I had absolutely no idea where to begin when it came to arranging childcare for when I return to work. Besides being a topic I just didn’t want to think about during my leave, for obvious reasons, it became clear upon even cursory investigation that securing a convenient and affordable solution that we really felt good about might be more complicated than I’d initially thought.
For one thing, it’s important when living in the city that your childcare needs be either in-home or very close by (I decided while commuting and pregnant that there was no way I was going to bring a baby on the trains during rush hour). We happen to live in what is arguably the most promiscuous neighborhood in Brooklyn, and yet there is only one daycare here with an infant program. I wasn’t thrilled about the idea of daycare (kid germ central), but since we decided we’ll only need a couple of days weekly—Aaron’s going to do two days with Kaspar, and I’m going to do at least one— it seemed like the simplest option… until we priced it out. That must be one hell of a daycare, as two days a week would end up costing $1500 a month (seriously).
I asked my local mom friends about how they’d found their babysitters and nannies, and they suggested I join the neighborhood list serve for referrals, and initiate an interviewing process.
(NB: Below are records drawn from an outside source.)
//! Request correlation ids.
//!
//! # Responsibilities
//! - Generate a UUID v4 `x-request-id` for requests that lack one
//! - Read the id back from request headers in handlers
//!
//! # Design Decisions
//! - Request ID added as early as possible for tracing
//! - A client-provided id is kept and echoed on the response

use axum::http::{HeaderMap, HeaderName, HeaderValue, Request};
use tower_http::request_id::{
    MakeRequestId, PropagateRequestIdLayer, RequestId, SetRequestIdLayer,
};
use uuid::Uuid;

/// Header carrying the request id.
pub const X_REQUEST_ID: &str = "x-request-id";

/// Generates UUID v4 request ids.
#[derive(Debug, Clone, Copy, Default)]
pub struct MakeRequestUuid;

impl MakeRequestId for MakeRequestUuid {
    fn make_request_id<B>(&mut self, _request: &Request<B>) -> Option<RequestId> {
        let id = Uuid::new_v4().to_string();
        HeaderValue::from_str(&id).ok().map(RequestId::new)
    }
}

/// Layer that assigns ids to incoming requests.
pub fn set_request_id_layer() -> SetRequestIdLayer<MakeRequestUuid> {
    SetRequestIdLayer::new(HeaderName::from_static(X_REQUEST_ID), MakeRequestUuid)
}

/// Layer that copies the request id onto the response.
pub fn propagate_request_id_layer() -> PropagateRequestIdLayer {
    PropagateRequestIdLayer::new(HeaderName::from_static(X_REQUEST_ID))
}

/// Access to the request id carried in headers.
pub trait RequestIdExt {
    /// The request id, if present and valid UTF-8.
    fn request_id(&self) -> Option<&str>;
}

impl RequestIdExt for HeaderMap {
    fn request_id(&self) -> Option<&str> {
        self.get(X_REQUEST_ID).and_then(|v| v.to_str().ok())
    }
}

#[cfg(test)]
mod tests {
    use super::*;

    #[test]
    fn test_generated_ids_are_uuids() {
        let request = Request::new(());
        let mut maker = MakeRequestUuid;
        let first = maker.make_request_id(&request).unwrap();
        let second = maker.make_request_id(&request).unwrap();

        let first = first.header_value().to_str().unwrap();
        assert!(Uuid::parse_str(first).is_ok());
        assert_ne!(first, second.header_value().to_str().unwrap());
    }

    #[test]
    fn test_request_id_ext() {
        let mut headers = HeaderMap::new();
        assert_eq!(headers.request_id(), None);

        headers.insert(X_REQUEST_ID, HeaderValue::from_static("abc-123"));
        assert_eq!(headers.request_id(), Some("abc-123"));
    }
}
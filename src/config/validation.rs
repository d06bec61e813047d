//! Configuration validation.
//!
//! # Responsibilities
//! - Semantic validation (serde handles syntactic)
//! - Validate value ranges (timeouts > 0, body limit > 0)
//! - Validate addresses and the endpoint path
//!
//! # Design Decisions
//! - Returns all validation errors, not just first
//! - Validation is pure function: AdapterConfig → Result<(), Vec<ValidationError>>
//! - Runs before config is accepted into the system

use std::net::SocketAddr;

use thiserror::Error;
use tracing_subscriber::filter::LevelFilter;

use crate::config::schema::AdapterConfig;

/// A single semantic problem in the configuration.
#[derive(Debug, Clone, PartialEq, Eq, Error)]
pub enum ValidationError {
    #[error("listener.bind_address '{0}' is not a socket address")]
    InvalidBindAddress(String),

    #[error("graphql.path '{0}' must start with '/'")]
    InvalidPath(String),

    #[error("graphql.path '{0}' must not contain path parameters or wildcards")]
    DynamicPath(String),

    #[error("timeouts.request_secs must be greater than zero")]
    ZeroRequestTimeout,

    #[error("security.max_body_size must be greater than zero")]
    ZeroBodyLimit,

    #[error("observability.log_level '{0}' is not a single level (trace, debug, info, warn, error, off)")]
    InvalidLogLevel(String),

    #[error("observability.metrics_address '{0}' is not a socket address")]
    InvalidMetricsAddress(String),
}

/// Validate a parsed configuration.
pub fn validate_config(config: &AdapterConfig) -> Result<(), Vec<ValidationError>> {
    let mut errors = Vec::new();

    if config.listener.bind_address.parse::<SocketAddr>().is_err() {
        errors.push(ValidationError::InvalidBindAddress(
            config.listener.bind_address.clone(),
        ));
    }

    let path = &config.graphql.path;
    if !path.starts_with('/') {
        errors.push(ValidationError::InvalidPath(path.clone()));
    } else if path.contains('{') || path.contains('}') || path.contains('*') {
        errors.push(ValidationError::DynamicPath(path.clone()));
    }

    if config.timeouts.request_secs == 0 {
        errors.push(ValidationError::ZeroRequestTimeout);
    }

    if config.security.max_body_size == 0 {
        errors.push(ValidationError::ZeroBodyLimit);
    }

    // Spliced into per-crate directives, so only a bare level is accepted.
    if config.observability.log_level.parse::<LevelFilter>().is_err() {
        errors.push(ValidationError::InvalidLogLevel(
            config.observability.log_level.clone(),
        ));
    }

    if config.observability.metrics_enabled
        && config
            .observability
            .metrics_address
            .parse::<SocketAddr>()
            .is_err()
    {
        errors.push(ValidationError::InvalidMetricsAddress(
            config.observability.metrics_address.clone(),
        ));
    }

    if errors.is_empty() {
        Ok(())
    } else {
        Err(errors)
    }
}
A few of them told me about their own drawn-out searches for the right match, and about all of the wrong-matches along the way (some real horror stories in there). I wondered what kind of selection we’d even get in only looking for someone part time, not to mention how we were going to accommodate another person in our home during the day with Kaspar; Aaron is a freelance illustrator, and frequently works from home. Our place is a four hundred square foot railroad apartment, with the kitchen on one end and bedroom (complete with changing table, crib, and Kaspar-care accoutrements) on the other. The sitter/nanny would have to walk back and forth through Aaron’s office all day in the course of caring for Kaspar (or lock herself in the living room and kitchen space with all of the diapers she might need). It wouldn’t be ideal, but we could make it work.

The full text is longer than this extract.